Fino a pochi mesi fa sembrava che l’unico male dell’Italia, almeno così sostenevano gli akkulturati, fosse Silvio Berlusconi definito corruttore a tutto campo, uomo di malaffare e dedito allo sfruttamento della prostituzione. Da come certi partiti, la stampa a loro asservita, conduttori televisivi senza scrupoli e senza morale e una frangia della magistratura avevano descritto il leader del centro destra sembrava proprio che con la sua eliminazione sarebbero tornati il boom economico, la serietà e serenità in politica, la moralità e le prospettive economico-sociali sarebbero state sempre più rosee. Ebbene, da profano del mondo politico, mi sembra che dopo la decisione, con tanto di "democratica truffa", della decadenza di Berlusconi da senatore, non solo l’Italia non è stata resa immune dai mali di cui era stato incolpato l’uomo di Arcore, ma la sinistra – orfana dell’unica idea che aveva e che la teneva unita, cioè l’antiberlusconismo – è stata gettata nel caos.
Le recenti ed attuali brutte figure del governo che al mattino promette una cosa per poi modificarla a mezzodì e cambiarla radicalmente sul far della sera, ne sono la cartina di tornasole, e le mortificazioni in politica internazionale sono la riprova.
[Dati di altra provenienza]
//! Spreadsheet adapter: calamine for reading, rust_xlsxwriter for the
//! processed table, and the package patcher for the updated target.

use crate::aggregator::ProcessedFeeRow;
use crate::error::{ReconcileError, Result};
use crate::output::write_bytes_atomic;
use crate::package::{self, PatchReport};
use crate::sheet::{CellAddress, CellValue, EditTarget, Grid, TargetWorkbook};
use crate::utils::parse_period_text;
use calamine::{open_workbook_auto, Data, Range, Reader, Sheets};
use log::{debug, info};
use rust_xlsxwriter::{Workbook, Worksheet, XlsxError};
use std::fs::File;
use std::io::BufReader;
use std::path::Path;

type CalamineBook = Sheets<BufReader<File>>;

fn open(path: &Path, stage: &'static str) -> Result<CalamineBook> {
    if !path.exists() {
        return Err(ReconcileError::io(
            stage,
            path,
            std::io::Error::new(std::io::ErrorKind::NotFound, "file does not exist"),
        ));
    }
    open_workbook_auto(path).map_err(|e| ReconcileError::workbook(stage, path, e))
}

fn data_to_cell_value(data: &Data) -> CellValue {
    match data {
        Data::Empty => CellValue::Empty,
        Data::Int(i) => CellValue::Number(*i as f64),
        Data::Float(f) => CellValue::Number(*f),
        Data::String(s) => CellValue::Text(s.clone()),
        Data::Bool(b) => CellValue::Bool(*b),
        Data::DateTime(dt) => dt
            .as_datetime()
            .map(CellValue::Date)
            .unwrap_or(CellValue::Number(dt.as_f64())),
        Data::DateTimeIso(s) => parse_period_text(s)
            .and_then(|d| d.and_hms_opt(0, 0, 0))
            .map(CellValue::Date)
            .unwrap_or_else(|| CellValue::Text(s.clone())),
        Data::DurationIso(s) => CellValue::Text(s.clone()),
        Data::Error(e) => CellValue::Error(format!("{:?}", e)),
    }
}

fn range_to_grid(range: &Range<Data>) -> Grid {
    let mut grid = Grid::new();
    let Some((row0, col0)) = range.start() else {
        return grid;
    };
    if let Some((row_end, col_end)) = range.end() {
        grid.extend_bounds(row_end + 1, (col_end + 1) as u16);
    }
    for (r, c, data) in range.cells() {
        if matches!(data, Data::Empty) {
            continue;
        }
        let addr = CellAddress::new(row0 + r as u32 + 1, (col0 as usize + c + 1) as u16);
        grid.set(addr, data_to_cell_value(data));
    }
    grid
}

fn apply_formulas(target: &mut EditTarget, range: &Range<String>) {
    let Some((row0, col0)) = range.start() else {
        return;
    };
    for (r, c, formula) in range.cells() {
        if formula.is_empty() {
            continue;
        }
        let addr = CellAddress::new(row0 + r as u32 + 1, (col0 as usize + c + 1) as u16);
        target.set_formula(addr, formula.as_str());
    }
}

/// Evaluated values of one sheet (the first one when `sheet` is `None`).
pub fn read_value_grid(path: &Path, sheet: Option<&str>) -> Result<Grid> {
    let stage = "source load";
    let mut workbook = open(path, stage)?;
    let names = workbook.sheet_names();
    let name = match sheet {
        Some(name) => name.to_string(),
        None => names.first().cloned().ok_or_else(|| ReconcileError::SheetNotFound {
            name: "<first sheet>".to_string(),
            path: path.to_path_buf(),
        })?,
    };
    if !names.contains(&name) {
        return Err(ReconcileError::SheetNotFound {
            name,
            path: path.to_path_buf(),
        });
    }
    let range = workbook
        .worksheet_range(&name)
        .map_err(|e| ReconcileError::workbook(stage, path, e))?;
    Ok(range_to_grid(&range))
}

/// Loads `target_sheet` as an edit target (cached values plus formula text)
/// with its evaluated snapshot.
pub fn read_target_workbook(path: &Path, target_sheet: &str) -> Result<TargetWorkbook> {
    let stage = "target load";
    let mut workbook = open(path, stage)?;

    if !workbook.sheet_names().iter().any(|name| name == target_sheet) {
        return Err(ReconcileError::SheetNotFound {
            name: target_sheet.to_string(),
            path: path.to_path_buf(),
        });
    }
    let range = workbook
        .worksheet_range(target_sheet)
        .map_err(|e| ReconcileError::workbook(stage, path, e))?;
    let mut target = EditTarget::new(target_sheet, range_to_grid(&range));
    match workbook.worksheet_formula(target_sheet) {
        Ok(formulas) => apply_formulas(&mut target, &formulas),
        Err(e) => debug!("No formulas read for sheet '{}': {}", target_sheet, e),
    }
    info!("Loaded sheet '{}' from {}", target_sheet, path.display());

    Ok(TargetWorkbook::new(target))
}

/// Writes `dest` as a copy of the xlsx file at `source` in which the
/// machine-written cells of `book` carry their new values and the
/// `highlight_rgb` font colour.
pub fn write_updated_workbook(
    source: &Path,
    dest: &Path,
    book: &TargetWorkbook,
    highlight_rgb: u32,
) -> Result<PatchReport> {
    let target = book.edit_target();
    package::patch_workbook(
        source,
        dest,
        &target.name,
        &target.written_cells(),
        highlight_rgb,
    )
}

/// Writes the processed fee table as a single "Processed Data" sheet.
pub fn write_processed_table(path: &Path, rows: &[ProcessedFeeRow]) -> Result<()> {
    let stage = "processed table save";
    let mut workbook = Workbook::new();
    let ws = workbook.add_worksheet();

    let write = |ws: &mut Worksheet| -> std::result::Result<(), XlsxError> {
        ws.set_name("Processed Data")?;
        for (col, (header, width)) in [
            ("Operation", 40),
            ("Employee", 35),
            ("Period", 12),
            ("StartDate", 12),
            ("Fees", 12),
        ]
        .into_iter()
        .enumerate()
        {
            ws.write_string(0, col as u16, header)?;
            ws.set_column_width(col as u16, width)?;
        }
        for (idx, row) in rows.iter().enumerate() {
            let r = idx as u32 + 1;
            ws.write_string(r, 0, &row.operation)?;
            ws.write_string(r, 1, &row.employee)?;
            ws.write_string(r, 2, &row.period)?;
            ws.write_string(r, 3, &row.start_date)?;
            ws.write_number(r, 4, row.fees as f64)?;
        }
        Ok(())
    };
    write(ws).map_err(|e| ReconcileError::workbook(stage, path, e))?;

    let bytes = workbook
        .save_to_buffer()
        .map_err(|e| ReconcileError::workbook(stage, path, e))?;
    write_bytes_atomic(path, stage, &bytes)?;
    info!("Processed data saved to: {}", path.display());
    Ok(())
}
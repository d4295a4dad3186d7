use anyhow::Context;
use clap::Parser;
use std::path::PathBuf;
use timesheet_reconciler::{ReconcilerConfig, RunPaths, TimesheetReconciler};
use tracing_subscriber::EnvFilter;

/// Reconcile a timesheet export against the operations cost matrix.
#[derive(Parser, Debug)]
#[command(version, about)]
struct Args {
    /// Source timesheet (.xlsx, .xls, .ods or .csv)
    #[arg(long, required_unless_present = "print_schema")]
    source: Option<PathBuf>,

    /// Sheet of the source workbook to read (defaults to the first one)
    #[arg(long)]
    source_sheet: Option<String>,

    /// Target cost matrix workbook
    #[arg(long, required_unless_present = "print_schema")]
    target: Option<PathBuf>,

    /// Where to write the updated workbook (defaults to <target>_updated.xlsx)
    #[arg(long)]
    updated_target: Option<PathBuf>,

    /// Directory for the processed table, audit log and chunk files
    #[arg(long, default_value = "out")]
    output_dir: PathBuf,

    /// JSON configuration; built-in tables are used when omitted
    #[arg(long)]
    config: Option<PathBuf>,

    /// Print the configuration JSON schema and exit
    #[arg(long)]
    print_schema: bool,
}

fn main() -> anyhow::Result<()> {
    tracing_subscriber::fmt()
        .with_env_filter(
            EnvFilter::try_from_default_env().unwrap_or_else(|_| EnvFilter::new("info")),
        )
        .init();

    let args = Args::parse();

    if args.print_schema {
        println!("{}", ReconcilerConfig::schema_as_json()?);
        return Ok(());
    }

    let config = match &args.config {
        Some(path) => ReconcilerConfig::from_json_file(path)
            .with_context(|| format!("loading configuration from {}", path.display()))?,
        None => ReconcilerConfig::default(),
    };

    let reconciler = TimesheetReconciler::new(config).context("invalid configuration")?;
    let (Some(source), Some(target)) = (args.source, args.target) else {
        anyhow::bail!("--source and --target are required");
    };
    let paths = RunPaths {
        source,
        source_sheet: args.source_sheet,
        target,
        output_dir: args.output_dir,
        updated_target: args.updated_target,
    };

    let summary = reconciler.run(&paths).context("reconciliation run failed")?;

    println!("\nProcess completed successfully!");
    println!("  Source entries:        {}", summary.source_entries);
    println!("  Unmapped work package: {}", summary.unmapped_entries);
    println!("  Fee records:           {}", summary.fee_records);
    println!("  Cells mapped:          {}", summary.cell_mappings);
    println!("  Cells updated:         {}", summary.updated_cells);
    println!("  Cells without match:   {}", summary.missing_cells);
    println!("  Formulas overwritten:  {}", summary.overwritten_formulas);
    println!("  Updated workbook:      {}", summary.updated_target.display());
    println!("  Audit log:             {}", summary.audit_log.display());
    Ok(())
}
Per quanto concerne gli altri mali non solo non sono stati eliminati, ma sembra che essi siano bene attecchiti in coloro che abusivamente ed a sproposito si ritengono "i migliori".
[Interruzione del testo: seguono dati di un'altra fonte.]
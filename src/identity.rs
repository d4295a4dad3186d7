use std::collections::{BTreeMap, HashMap};

/// Maps free-text employee names onto a single canonical identity.
///
/// Built once from a canonical -> spellings table. Lookup keys are lower-cased
/// and trimmed; names with no alias entry pass through trimmed and act as
/// their own identity.
#[derive(Debug, Clone, Default)]
pub struct NameNormalizer {
    alias_to_canonical: HashMap<String, String>,
}

impl NameNormalizer {
    pub fn new(name_aliases: &BTreeMap<String, Vec<String>>) -> Self {
        let mut alias_to_canonical = HashMap::new();
        for (canonical, aliases) in name_aliases {
            alias_to_canonical.insert(alias_key(canonical), canonical.clone());
            for alias in aliases {
                alias_to_canonical.insert(alias_key(alias), canonical.clone());
            }
        }
        Self { alias_to_canonical }
    }

    /// Returns `None` for absent or blank input.
    pub fn normalize(&self, raw: Option<&str>) -> Option<String> {
        let trimmed = raw?.trim();
        if trimmed.is_empty() {
            return None;
        }
        Some(
            self.alias_to_canonical
                .get(&trimmed.to_lowercase())
                .cloned()
                .unwrap_or_else(|| trimmed.to_string()),
        )
    }

    pub fn normalize_str(&self, raw: &str) -> Option<String> {
        self.normalize(Some(raw))
    }

    pub fn alias_count(&self) -> usize {
        self.alias_to_canonical.len()
    }
}

fn alias_key(name: &str) -> String {
    name.trim().to_lowercase()
}

#[cfg(test)]
mod tests {
    use super::*;
    use crate::schema::ReconcilerConfig;

    fn normalizer() -> NameNormalizer {
        NameNormalizer::new(&ReconcilerConfig::default().name_aliases)
    }

    #[test]
    fn test_aliases_in_same_group_agree() {
        let n = normalizer();
        for (canonical, spellings) in &ReconcilerConfig::default().name_aliases {
            for spelling in spellings {
                assert_eq!(
                    n.normalize_str(spelling).as_deref(),
                    Some(canonical.as_str()),
                    "{} should map to {}",
                    spelling,
                    canonical
                );
            }
        }
    }

    #[test]
    fn test_case_and_whitespace_insensitive() {
        let n = normalizer();
        assert_eq!(n.normalize_str("  FILIPE PIRES ").unwrap(), "Pires, Filipe");
        assert_eq!(n.normalize_str("helbing, bjoern").unwrap(), "Helbing, Björn");
    }

    #[test]
    fn test_unknown_name_passes_through_trimmed() {
        let n = normalizer();
        assert_eq!(n.normalize_str("  Jane Doe  ").unwrap(), "Jane Doe");
    }

    #[test]
    fn test_blank_input_is_none() {
        let n = normalizer();
        assert_eq!(n.normalize(None), None);
        assert_eq!(n.normalize_str(""), None);
        assert_eq!(n.normalize_str("   "), None);
    }

    #[test]
    fn test_canonical_name_maps_to_itself_without_explicit_alias() {
        let mut table = BTreeMap::new();
        table.insert("Doe, Jane".to_string(), vec!["Jane Doe".to_string()]);
        let n = NameNormalizer::new(&table);
        assert_eq!(n.normalize_str("doe, jane").unwrap(), "Doe, Jane");
        assert_eq!(n.alias_count(), 2);
    }
}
In assenza di idee vogliono rimpiazzare l’antiberlusconismo con l’anticasa e, pertanto, danno sfogo a quell’indecoroso susseguirsi di tasse su questo bene, la casa, che è l’unico che viene tassato già prima di averlo (vds. licenza edilizia). La sinistra, ligia all’idea che la proprietà è un male da estirpare, tassa quello che è il bersaglio più facile, poichè visibile e facile da accertare, ma l’ottusità le impedisce di valutare tutte le ricadute negative che ne derivano, ad iniziare dall’aumento degli affitti e dalla diminuzione delle costruzioni con tutte le conseguenze che solo chi ha il paraocchi non riesce a valutare.
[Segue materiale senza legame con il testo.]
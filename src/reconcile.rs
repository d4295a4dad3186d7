use crate::error::{ReconcileError, Result};
use crate::identity::NameNormalizer;
use crate::sheet::{CellAddress, EditTarget};
use crate::{AuditEntry, CellMapping, FeeRecord, FeeValue};
use log::{debug, info};
use std::collections::HashMap;

type JoinKey = (String, String, String);

/// Joins parsed cell mappings against aggregated fee records and writes the
/// matches into the edit target.
pub struct ReconciliationEngine<'a> {
    normalizer: &'a NameNormalizer,
}

/// What the planning pass decided for one mapping.
struct PlannedCell<'m> {
    mapping: &'m CellMapping,
    fee: Option<i64>,
}

#[derive(Debug, Clone, Default, PartialEq, Eq)]
pub struct ReconcileStats {
    pub visited: usize,
    pub updated: usize,
    pub missing: usize,
}

impl<'a> ReconciliationEngine<'a> {
    pub fn new(normalizer: &'a NameNormalizer) -> Self {
        Self { normalizer }
    }

    fn key(&self, operation: &str, employee: &str, month: &str) -> JoinKey {
        let employee = self
            .normalizer
            .normalize_str(employee)
            .unwrap_or_default();
        (operation.trim().to_string(), employee, month.to_string())
    }

    /// Produces exactly one audit entry per mapping, in mapping order.
    ///
    /// Every mapping is resolved before the first write, so an ambiguous
    /// match aborts without touching `target`.
    pub fn reconcile(
        &self,
        target: &mut EditTarget,
        mappings: &[CellMapping],
        records: &[FeeRecord],
    ) -> Result<(Vec<AuditEntry>, ReconcileStats)> {
        let mut index: HashMap<JoinKey, Vec<&FeeRecord>> = HashMap::new();
        for record in records {
            index
                .entry(self.key(&record.operation, &record.employee, &record.month))
                .or_default()
                .push(record);
        }

        let mut plan = Vec::with_capacity(mappings.len());
        for mapping in mappings {
            let key = self.key(&mapping.operation, &mapping.employee, &mapping.month);
            let fee = match index.get(&key).map(Vec::as_slice) {
                None | Some([]) => None,
                Some([record]) => Some(record.fee),
                Some(matches) => {
                    return Err(ReconcileError::AmbiguousMatch {
                        operation: key.0,
                        employee: key.1,
                        month: key.2,
                        count: matches.len(),
                    })
                }
            };
            plan.push(PlannedCell { mapping, fee });
        }

        let mut stats = ReconcileStats::default();
        let mut audit = Vec::with_capacity(plan.len());
        for PlannedCell { mapping, fee } in plan {
            stats.visited += 1;
            let fee_after = match fee {
                Some(fee) => {
                    apply(target, mapping.cell, fee);
                    stats.updated += 1;
                    FeeValue::Amount(fee)
                }
                None => {
                    stats.missing += 1;
                    FeeValue::Missing
                }
            };
            audit.push(AuditEntry::from_mapping(mapping, fee_after));
        }

        info!(
            "Updated {} cells with new costs, {} cells without a matching record",
            stats.updated, stats.missing
        );
        Ok((audit, stats))
    }
}

fn apply(target: &mut EditTarget, cell: CellAddress, fee: i64) {
    match target.write_fee(cell, fee) {
        Some(formula) => debug!("{} <- {} (replaces ={})", cell, fee, formula),
        None => debug!("{} <- {}", cell, fee),
    }
}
In questo caos di proposte su proposte, annunci, smentite e di malumori sempre più crescenti, viene da chiedersi cosa faccia Napolitano. Prima ci ha regalato il governo Monti, poi quello di Letta che possono essere annoverati come i più insulsi della nostra storia repubblicana ed entrambi marchiati dalla becera figura sul caso dei due Marò. Il governo Letta, non soddisfatto delle continue pagliacciate, ci ha voluto far vergognare anche sul caso delle adozioni in Congo. In questo marasma indegno per un paese civile Napolitano cosa fa? Che stia pensando di andare a casa? Speriamo, poichè dopo quasi 8 anni di imparzialità alquanto discutibile e con uscite di campo clamorose sarebbe sicuramente l’unica mossa giusta.